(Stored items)

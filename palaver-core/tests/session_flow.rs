//! End-to-end protocol flows over the session hub with the in-memory
//! media engine and channel-backed event sinks.
//!
//! Run with: cargo test --test session_flow

use std::sync::Arc;

use parking_lot::Mutex;
use serde_json::json;

use palaver_core::config::MediaConfig;
use palaver_core::ids::{PeerId, ProducerId, TransportId};
use palaver_core::media::mock::MockMediaEngine;
use palaver_core::media::{
    DtlsParameters, MediaKind, MediaWorker, RtpCapabilities, RtpParameters, TransportDirection,
    TransportParams, WorkerPool, WorkerSettings,
};
use palaver_core::peer::EventSink;
use palaver_core::room::LOBBY_ROOM;
use palaver_core::signaling::{Ack, ClientRequest, ConsumeOutcome, ServerEvent};
use palaver_core::SessionHub;

struct RecordingSink {
    events: Mutex<Vec<ServerEvent>>,
}

impl RecordingSink {
    fn new() -> Arc<Self> {
        Arc::new(Self {
            events: Mutex::new(Vec::new()),
        })
    }

    fn drain(&self) -> Vec<ServerEvent> {
        std::mem::take(&mut *self.events.lock())
    }
}

impl EventSink for RecordingSink {
    fn deliver(&self, event: ServerEvent) -> Result<(), String> {
        self.events.lock().push(event);
        Ok(())
    }
}

async fn build_hub() -> (MockMediaEngine, Arc<SessionHub>) {
    let config = MediaConfig::default();
    let engine = MockMediaEngine::new();
    let pool = WorkerPool::build(&engine, &WorkerSettings::from_config(&config), 1)
        .await
        .expect("worker pool");
    let router = pool
        .next_worker()
        .create_router(&palaver_core::config::default_codecs())
        .await
        .expect("router");
    let hub = SessionHub::new(router, &config);
    (engine, hub)
}

fn caps_for(kinds: &[&str]) -> RtpCapabilities {
    let codecs: Vec<serde_json::Value> = kinds.iter().map(|k| json!({ "kind": k })).collect();
    RtpCapabilities(json!({ "codecs": codecs }))
}

/// Create, register and connect one transport, returning its parameters.
async fn ready_transport(
    hub: &SessionHub,
    peer_id: PeerId,
    direction: TransportDirection,
) -> TransportParams {
    let ack = hub
        .handle_request(peer_id, ClientRequest::CreateTransport { direction })
        .await
        .expect("create transport");
    let Ack::Transport(params) = ack else {
        panic!("expected transport ack, got {ack:?}");
    };
    let ack = hub
        .handle_request(
            peer_id,
            ClientRequest::ConnectTransport {
                transport_id: params.id.clone(),
                dtls_parameters: DtlsParameters(json!({ "role": "client" })),
            },
        )
        .await
        .expect("connect transport");
    assert_eq!(ack, Ack::success());
    params
}

async fn produce(
    hub: &SessionHub,
    peer_id: PeerId,
    transport_id: &TransportId,
    kind: MediaKind,
) -> ProducerId {
    let ack = hub
        .handle_request(
            peer_id,
            ClientRequest::Produce {
                transport_id: transport_id.clone(),
                kind,
                rtp_parameters: RtpParameters(json!({ "mid": "0" })),
            },
        )
        .await
        .expect("produce");
    let Ack::Produced(producer_id) = ack else {
        panic!("expected producer id ack, got {ack:?}");
    };
    producer_id
}

#[tokio::test]
async fn two_peers_see_consistent_lobby_membership() {
    let (_engine, hub) = build_hub().await;

    let sink_a = RecordingSink::new();
    let a = hub.connect(sink_a.clone()).await;

    let events = sink_a.drain();
    assert_eq!(events.len(), 1);
    let ServerEvent::RoomState(state) = &events[0] else {
        panic!("expected RoomState, got {events:?}");
    };
    assert_eq!(state.you, a.identity());
    assert_eq!(state.peers, vec![a.identity()]);
    assert!(state.messages.is_empty());

    let sink_b = RecordingSink::new();
    let b = hub.connect(sink_b.clone()).await;

    let events = sink_b.drain();
    let ServerEvent::RoomState(state) = &events[0] else {
        panic!("expected RoomState, got {events:?}");
    };
    assert_eq!(state.peers.len(), 2);
    assert!(state.peers.contains(&a.identity()));
    assert!(state.peers.contains(&b.identity()));

    // A hears exactly one join, for B — never for itself.
    let events = sink_a.drain();
    assert_eq!(
        events,
        vec![ServerEvent::PeerJoined {
            room: LOBBY_ROOM.to_string(),
            peer: b.identity(),
        }]
    );
}

#[tokio::test]
async fn produced_stream_is_announced_and_consumable() {
    let (_engine, hub) = build_hub().await;

    let sink_a = RecordingSink::new();
    let a = hub.connect(sink_a.clone()).await;
    let sink_b = RecordingSink::new();
    let b = hub.connect(sink_b.clone()).await;
    sink_a.drain();
    sink_b.drain();

    let a_send = ready_transport(&hub, a.id, TransportDirection::Send).await;
    let producer_id = produce(&hub, a.id, &a_send.id, MediaKind::Video).await;

    // B was told the stream exists, with A's producer id in the descriptor.
    let events = sink_b.drain();
    let ServerEvent::StreamAvailable { peer_id, streams } = &events[0] else {
        panic!("expected StreamAvailable, got {events:?}");
    };
    assert_eq!(*peer_id, a.id);
    assert_eq!(streams.video_producer_id, Some(producer_id.clone()));
    // The producer never hears its own announcement.
    assert!(sink_a.drain().is_empty());

    // B consumes with capabilities that can decode the stream.
    let b_recv = ready_transport(&hub, b.id, TransportDirection::Recv).await;
    let ack = hub
        .handle_request(
            b.id,
            ClientRequest::Consume {
                transport_id: b_recv.id.clone(),
                rtp_capabilities: caps_for(&["audio", "video"]),
                offer: streams.clone(),
            },
        )
        .await
        .expect("consume");
    let Ack::Consume(reply) = ack else {
        panic!("expected consume reply, got {ack:?}");
    };
    let Some(ConsumeOutcome::Ready { params }) = reply.get(MediaKind::Video) else {
        panic!("expected ready video outcome, got {reply:?}");
    };
    assert_eq!(params.producer_id, producer_id);
    assert_eq!(params.kind, MediaKind::Video);
    assert_eq!(b.consumer_count().await, 1);
}

#[tokio::test]
async fn capability_mismatch_yields_not_available_without_a_consumer() {
    let (_engine, hub) = build_hub().await;

    let sink_a = RecordingSink::new();
    let a = hub.connect(sink_a.clone()).await;
    let sink_b = RecordingSink::new();
    let b = hub.connect(sink_b.clone()).await;
    sink_b.drain();

    let a_send = ready_transport(&hub, a.id, TransportDirection::Send).await;
    produce(&hub, a.id, &a_send.id, MediaKind::Video).await;

    let events = sink_b.drain();
    let ServerEvent::StreamAvailable { streams, .. } = &events[0] else {
        panic!("expected StreamAvailable, got {events:?}");
    };

    // B only decodes audio; the video stream is not available to it.
    let b_recv = ready_transport(&hub, b.id, TransportDirection::Recv).await;
    let ack = hub
        .handle_request(
            b.id,
            ClientRequest::Consume {
                transport_id: b_recv.id.clone(),
                rtp_capabilities: caps_for(&["audio"]),
                offer: streams.clone(),
            },
        )
        .await
        .expect("consume");
    let Ack::Consume(reply) = ack else {
        panic!("expected consume reply, got {ack:?}");
    };
    assert_eq!(reply.get(MediaKind::Video), Some(&ConsumeOutcome::NotAvailable));
    assert_eq!(b.consumer_count().await, 0);
}

#[tokio::test]
async fn chat_message_id_matches_across_ack_broadcast_and_transcript() {
    let (_engine, hub) = build_hub().await;

    let sink_a = RecordingSink::new();
    let a = hub.connect(sink_a.clone()).await;
    let sink_b = RecordingSink::new();
    let _b = hub.connect(sink_b.clone()).await;
    sink_a.drain();
    sink_b.drain();

    let ack = hub
        .handle_request(
            a.id,
            ClientRequest::Chat {
                room: LOBBY_ROOM.to_string(),
                text: "hi".to_string(),
            },
        )
        .await
        .expect("chat");
    let Ack::Message(message_id) = ack else {
        panic!("expected message id ack, got {ack:?}");
    };

    // B received the same message, A received nothing.
    let events = sink_b.drain();
    let ServerEvent::Chat(message) = &events[0] else {
        panic!("expected Chat, got {events:?}");
    };
    assert_eq!(message.id, message_id);
    assert_eq!(message.text, "hi");
    assert_eq!(message.author, a.identity());
    assert!(sink_a.drain().is_empty());

    // Transcript head carries the same id.
    let lobby = hub.room(LOBBY_ROOM).await.expect("lobby");
    let transcript = lobby.transcript().await;
    assert_eq!(transcript[0].id, message_id);
}

#[tokio::test]
async fn chat_to_room_the_peer_is_not_in_is_refused() {
    let (_engine, hub) = build_hub().await;

    let sink_a = RecordingSink::new();
    let a = hub.connect(sink_a.clone()).await;

    hub.handle_request(
        a.id,
        ClientRequest::LeaveRoom {
            room: LOBBY_ROOM.to_string(),
        },
    )
    .await
    .expect("leave");

    let ack = hub
        .handle_request(
            a.id,
            ClientRequest::Chat {
                room: LOBBY_ROOM.to_string(),
                text: "outsider".to_string(),
            },
        )
        .await
        .expect("chat");
    assert_eq!(ack, Ack::refused());

    let lobby = hub.room(LOBBY_ROOM).await.expect("lobby");
    assert!(lobby.transcript().await.is_empty());
}

#[tokio::test]
async fn disconnect_cascades_producer_to_remote_consumer() {
    let (_engine, hub) = build_hub().await;

    let sink_a = RecordingSink::new();
    let a = hub.connect(sink_a.clone()).await;
    let sink_b = RecordingSink::new();
    let b = hub.connect(sink_b.clone()).await;

    // A produces video; B consumes it.
    let a_send = ready_transport(&hub, a.id, TransportDirection::Send).await;
    let producer_id = produce(&hub, a.id, &a_send.id, MediaKind::Video).await;

    let b_recv = ready_transport(&hub, b.id, TransportDirection::Recv).await;
    let a_streams = a.stream_info().await;
    let ack = hub
        .handle_request(
            b.id,
            ClientRequest::Consume {
                transport_id: b_recv.id.clone(),
                rtp_capabilities: caps_for(&["video"]),
                offer: a_streams,
            },
        )
        .await
        .expect("consume");
    let Ack::Consume(reply) = ack else {
        panic!("expected consume reply, got {ack:?}");
    };
    let Some(ConsumeOutcome::Ready { params }) = reply.get(MediaKind::Video) else {
        panic!("expected ready outcome, got {reply:?}");
    };
    let b_consumer_id = params.id.clone();

    // B produces audio; A consumes it, so A owns a consumer too.
    let b_send = ready_transport(&hub, b.id, TransportDirection::Send).await;
    produce(&hub, b.id, &b_send.id, MediaKind::Audio).await;

    let a_recv = ready_transport(&hub, a.id, TransportDirection::Recv).await;
    let b_streams = b.stream_info().await;
    hub.handle_request(
        a.id,
        ClientRequest::Consume {
            transport_id: a_recv.id.clone(),
            rtp_capabilities: caps_for(&["audio"]),
            offer: b_streams,
        },
    )
    .await
    .expect("consume");
    assert_eq!(a.consumer_count().await, 1);

    sink_a.drain();
    sink_b.drain();

    // A drops. Its producer must take B's linked consumer down with it.
    hub.disconnect(a.id).await;

    assert_eq!(a.consumer_count().await, 0);
    assert_eq!(a.transport_ids().await.len(), 0);
    assert!(a.stream_info().await.video_producer_id.is_none());
    assert_eq!(b.consumer_count().await, 0);

    let events = sink_b.drain();
    assert!(
        events.contains(&ServerEvent::ConsumerClosed {
            consumer_id: b_consumer_id,
        }),
        "B never learned its consumer died: {events:?}"
    );
    assert!(
        events.contains(&ServerEvent::PeerLeft {
            room: LOBBY_ROOM.to_string(),
            peer_id: a.id,
        }),
        "B never learned A left: {events:?}"
    );

    // A later join sees a membership without A.
    let sink_c = RecordingSink::new();
    let c = hub.connect(sink_c.clone()).await;
    let events = sink_c.drain();
    let ServerEvent::RoomState(state) = &events[0] else {
        panic!("expected RoomState, got {events:?}");
    };
    assert!(!state.peers.contains(&a.identity()));
    assert!(state.peers.contains(&b.identity()));
    assert!(state.peers.contains(&c.identity()));

    // The engine no longer knows A's producer: nobody can consume it.
    let ack = hub
        .handle_request(
            c.id,
            ClientRequest::Consume {
                transport_id: ready_transport(&hub, c.id, TransportDirection::Recv).await.id,
                rtp_capabilities: caps_for(&["video"]),
                offer: palaver_core::peer::StreamInfo {
                    video_producer_id: Some(producer_id),
                    ..Default::default()
                },
            },
        )
        .await
        .expect("consume");
    let Ack::Consume(reply) = ack else {
        panic!("expected consume reply, got {ack:?}");
    };
    assert_eq!(reply.get(MediaKind::Video), Some(&ConsumeOutcome::NotAvailable));
}

#[tokio::test]
async fn membership_invariant_holds_through_join_leave_churn() {
    let (_engine, hub) = build_hub().await;

    let sink = RecordingSink::new();
    let peer = hub.connect(sink.clone()).await;
    let lobby = hub.room(LOBBY_ROOM).await.expect("lobby");

    // In the lobby: reference and membership agree.
    assert_eq!(peer.room().await, Some(LOBBY_ROOM.to_string()));
    assert!(lobby.is_member(peer.id).await);

    // Out: both cleared together.
    hub.handle_request(
        peer.id,
        ClientRequest::LeaveRoom {
            room: LOBBY_ROOM.to_string(),
        },
    )
    .await
    .expect("leave");
    assert!(peer.room().await.is_none());
    assert!(!lobby.is_member(peer.id).await);

    // A second leave fails and changes nothing.
    let ack = hub
        .handle_request(
            peer.id,
            ClientRequest::LeaveRoom {
                room: LOBBY_ROOM.to_string(),
            },
        )
        .await
        .expect("leave");
    assert_eq!(ack, Ack::Outcome { success: false });

    // Back in: both set together.
    let ack = hub
        .handle_request(
            peer.id,
            ClientRequest::JoinRoom {
                room: LOBBY_ROOM.to_string(),
            },
        )
        .await
        .expect("join");
    assert_eq!(ack, Ack::Outcome { success: true });
    assert!(lobby.is_member(peer.id).await);
}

What you should do >> Copy out each line of the entries above that holds "kinds".

Your solution >>
fn caps_for(kinds: &[&str]) -> RtpCapabilities {
    let codecs: Vec<serde_json::Value> = kinds.iter().map(|k| json!({ "kind": k })).collect();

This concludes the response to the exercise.